*** AVAILABLE DATA ***

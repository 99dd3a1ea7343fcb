//! SQLite migration registry and executor.
//!
//! # Invariants
//! - `version` values are strictly increasing.
//! - All pending migrations commit in one transaction or not at all.

use crate::db::{DbError, DbResult};
use log::info;
use rusqlite::Connection;

#[derive(Debug, Clone, Copy)]
struct Migration {
    version: u32,
    sql: &'static str,
}

const MIGRATIONS: &[Migration] = &[Migration {
    version: 1,
    sql: include_str!("0001_books.sql"),
}];

/// Returns the latest migration version known by this binary.
pub fn latest_version() -> u32 {
    MIGRATIONS.last().map_or(0, |migration| migration.version)
}

/// Applies all pending migrations on the provided connection.
pub fn apply_migrations(conn: &mut Connection) -> DbResult<()> {
    let current_version = current_user_version(conn)?;
    let latest = latest_version();

    if current_version > latest {
        return Err(DbError::SchemaTooNew {
            found: current_version,
            supported: latest,
        });
    }
    if current_version == latest {
        return Ok(());
    }

    let tx = conn.transaction()?;
    for migration in MIGRATIONS
        .iter()
        .filter(|migration| migration.version > current_version)
    {
        tx.execute_batch(migration.sql)?;
        tx.execute_batch(&format!("PRAGMA user_version = {};", migration.version))?;
    }
    tx.commit()?;

    info!("event=db_migrate module=db status=ok from_version={current_version} to_version={latest}");
    Ok(())
}

fn current_user_version(conn: &Connection) -> DbResult<u32> {
    let version = conn.query_row("PRAGMA user_version;", [], |row| row.get::<_, u32>(0))?;
    Ok(version)
}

***

EXERCISE GOAL:
Find and copy each line of the data where "info" is present.

WRITTEN RESPONSE:
use log::info;
    info!("event=db_migrate module=db status=ok from_version={current_version} to_version={latest}");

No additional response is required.